Dr. Robert Wood, head of the Division of Allergy and Immunology at the John Hopkin’s Children’s Center, recently published article in the Journal of Allergy and Clinical Immunology that reported on various germs and allergens that may, in fact, enhance a young child’s ability to properly defend itself against allergens and germs. Our modern sensibilities may have, in fact, bitten us in the rear this time, as his researchers found that children who lived amidst allergens such as cat dander (and other less savory elements) reported markedly lower instances of wheezing than those who lived in a sterilized home (17 percent and 51 percent, respectively). While previous reports from the American Academy of Allergy, Asthma, and Immunology that suggest avoiding early contact with allergens can delay the onset of such allergies, Dr. Wood’s researchers have found that despite being counterintuitive, this may not actually be the case.
Researchers were surprised to discover that infants who were exposed to dirt, germs, and dander before their first birthday actually seemed to be more resistant to allergies and asthma than their cleanly-kept counterparts. This also suggested a potential reason for why children who grow up without suffering from any allergies whatsoever might begin developing symptoms as they pass on through adulthood.

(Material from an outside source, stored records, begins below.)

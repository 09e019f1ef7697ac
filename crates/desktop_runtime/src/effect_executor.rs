//! Explicit runtime effect-queue executor for reducer-emitted side effects.

use leptos::*;

use crate::{
    host::FALLBACK_WINDOW_SIZE,
    model::{window_dom_id, WindowId},
    reducer::{DesktopAction, RuntimeEffect},
    runtime_context::DesktopRuntimeContext,
};

/// Installs the effect executor that drains reducer-emitted runtime effects in order.
pub fn install(runtime: DesktopRuntimeContext) {
    // Clear the queue before processing so nested dispatches enqueue a fresh batch instead of
    // being overwritten by the in-flight drain.
    create_effect(move |_| {
        let queued = runtime.effects.get();
        if queued.is_empty() {
            return;
        }

        runtime.effects.set(Vec::new());

        for effect in queued {
            run_runtime_effect(runtime, effect);
        }
    });
}

/// Applies one effect through the component that owns the affected state.
pub fn run_runtime_effect(runtime: DesktopRuntimeContext, effect: RuntimeEffect) {
    match effect {
        RuntimeEffect::MeasureAndPlaceWindow(window_id) => measure_and_place(runtime, window_id),
        RuntimeEffect::BroadcastFocus(focused) => runtime.focus_broadcast.set(focused),
        RuntimeEffect::AddTaskbarTab { window_id, label } => {
            runtime
                .taskbar
                .update(|taskbar| taskbar.add_tab(window_id, label));
        }
        RuntimeEffect::RemoveTaskbarTab(window_id) => {
            runtime.taskbar.update(|taskbar| {
                taskbar.remove_tab(&window_id);
            });
        }
    }
}

fn measure_and_place(runtime: DesktopRuntimeContext, window_id: WindowId) {
    let host = runtime.host.get_value();
    host.after_layout(move || {
        // Closed windows are dropped; hidden ones are placed again when their tab shows them.
        let visible = runtime
            .state
            .with_untracked(|state| state.window(&window_id).map(|window| window.visible));
        if visible != Some(true) {
            return;
        }

        let host = runtime.host.get_value();
        let size = host
            .measure_element(&window_dom_id(&window_id))
            .unwrap_or_else(|| {
                logging::warn!("window `{window_id}` was not laid out; placing with fallback size");
                FALLBACK_WINDOW_SIZE
            });
        runtime.dispatch_action(DesktopAction::PlaceWindow {
            window_id,
            size,
            viewport: host.viewport(),
        });
    });
}
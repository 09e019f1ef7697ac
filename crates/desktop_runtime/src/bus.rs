//! Typed shell messages and their routing to the owning reducer.
//!
//! Components never mutate each other's state. They publish a [`ShellMessage`] through
//! [`crate::runtime_context::DesktopRuntimeContext::publish`], and [`route_message`] decides which
//! owner handles it.

use leptos::logging;

use crate::{
    host::DesktopHostContext,
    icon_grid::IconGridAction,
    model::{
        window_dom_id, AppKind, DesktopState, DragEndReason, PointerPosition, WindowId, WindowSize,
    },
    reducer::DesktopAction,
};

#[derive(Debug, Clone, PartialEq)]
/// Cross-component messages published by shell components.
pub enum ShellMessage {
    /// An icon was double-activated.
    IconActivated { app_type: String, title: String },
    /// A taskbar tab was clicked.
    TabClicked(WindowId),
    /// Pointer pressed anywhere inside a window frame.
    WindowPointerDown(WindowId),
    /// Close control pressed, or the hosted app asked to close.
    WindowCloseRequested(WindowId),
    WindowMinimizeRequested(WindowId),
    /// Pointer pressed on a window's title bar.
    WindowDragStarted {
        window_id: WindowId,
        pointer: PointerPosition,
    },
    PointerMoved(PointerPosition),
    PointerReleased,
    /// Pointer left the desktop surface.
    PointerLeftSurface,
    Icon(IconGridAction),
}

#[derive(Debug, Clone, PartialEq)]
/// Owner selected for a message.
pub enum Route {
    Desktop(DesktopAction),
    IconGrid(IconGridAction),
}

/// Maps a message onto the action of the component that owns the affected state.
///
/// Drag starts are enriched with the frame's measured size and the current viewport so the
/// reducer can compute drag bounds without touching the DOM.
pub fn route_message(
    message: ShellMessage,
    host: &DesktopHostContext,
    state: &DesktopState,
) -> Route {
    match message {
        ShellMessage::IconActivated { app_type, title } => {
            if AppKind::from_tag(&app_type).is_none() {
                logging::warn!("unrecognized app type `{app_type}`; opening a blank window");
            }
            Route::Desktop(DesktopAction::ActivateIcon { app_type, title })
        }
        ShellMessage::TabClicked(window_id) => {
            Route::Desktop(DesktopAction::ToggleTab { window_id })
        }
        ShellMessage::WindowPointerDown(window_id) => {
            Route::Desktop(DesktopAction::FocusWindow { window_id })
        }
        ShellMessage::WindowCloseRequested(window_id) => {
            Route::Desktop(DesktopAction::CloseWindow { window_id })
        }
        ShellMessage::WindowMinimizeRequested(window_id) => {
            Route::Desktop(DesktopAction::MinimizeWindow { window_id })
        }
        ShellMessage::WindowDragStarted { window_id, pointer } => {
            let frame_size = host
                .measure_element(&window_dom_id(&window_id))
                .or_else(|| state.window(&window_id).and_then(|w| w.size))
                .unwrap_or(WindowSize { w: 0, h: 0 });
            Route::Desktop(DesktopAction::BeginMove {
                window_id,
                pointer,
                frame_size,
                viewport: host.viewport(),
            })
        }
        ShellMessage::PointerMoved(pointer) => {
            Route::Desktop(DesktopAction::UpdateMove { pointer })
        }
        ShellMessage::PointerReleased => Route::Desktop(DesktopAction::EndMove {
            reason: DragEndReason::PointerUp,
        }),
        ShellMessage::PointerLeftSurface => Route::Desktop(DesktopAction::EndMove {
            reason: DragEndReason::PointerLeft,
        }),
        ShellMessage::Icon(action) => Route::IconGrid(action),
    }
}

#[cfg(test)]
mod tests {
    use pretty_assertions::assert_eq;

    use super::*;
    use crate::model::{IconId, Viewport};

    #[test]
    fn window_messages_route_to_the_desktop_reducer() {
        let host = DesktopHostContext::default();
        let state = DesktopState::default();
        let id = WindowId("w1".to_string());

        assert_eq!(
            route_message(ShellMessage::TabClicked(id.clone()), &host, &state),
            Route::Desktop(DesktopAction::ToggleTab {
                window_id: id.clone()
            })
        );
        assert_eq!(
            route_message(ShellMessage::WindowPointerDown(id.clone()), &host, &state),
            Route::Desktop(DesktopAction::FocusWindow {
                window_id: id.clone()
            })
        );
        assert_eq!(
            route_message(ShellMessage::PointerLeftSurface, &host, &state),
            Route::Desktop(DesktopAction::EndMove {
                reason: DragEndReason::PointerLeft
            })
        );
    }

    #[test]
    fn drag_start_carries_measured_frame_and_viewport() {
        let host = DesktopHostContext::default();
        let state = DesktopState::default();
        let id = WindowId("w3".to_string());
        let pointer = PointerPosition { x: 12, y: 40 };

        assert_eq!(
            route_message(
                ShellMessage::WindowDragStarted {
                    window_id: id.clone(),
                    pointer
                },
                &host,
                &state
            ),
            Route::Desktop(DesktopAction::BeginMove {
                window_id: id,
                pointer,
                frame_size: WindowSize { w: 400, h: 300 },
                viewport: Viewport::default(),
            })
        );
    }

    #[test]
    fn icon_messages_route_to_the_grid() {
        let host = DesktopHostContext::default();
        let state = DesktopState::default();
        let action = IconGridAction::Select {
            icon_id: IconId::new("chat"),
        };
        assert_eq!(
            route_message(ShellMessage::Icon(action.clone()), &host, &state),
            Route::IconGrid(action)
        );
    }
}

Let’s remember to take these findings in stride, however. This research is not saying you should breed roaches in your home. It’s not saying that you should roll your child into a heap of filth before tucking them in for bed every night. I would be extremely surprised if any of the scientists on this study were to actively condone worsening the living conditions of a child. What it is saying, however, is perhaps we don’t need to completely flip our basket if little Jimmy manages to snag a lollipop off of the floor. There’s a big difference between “dirty” and “toxic”. The human immune system is pretty friggin’ amazing … maybe we should occasionally sit back and let it do its job.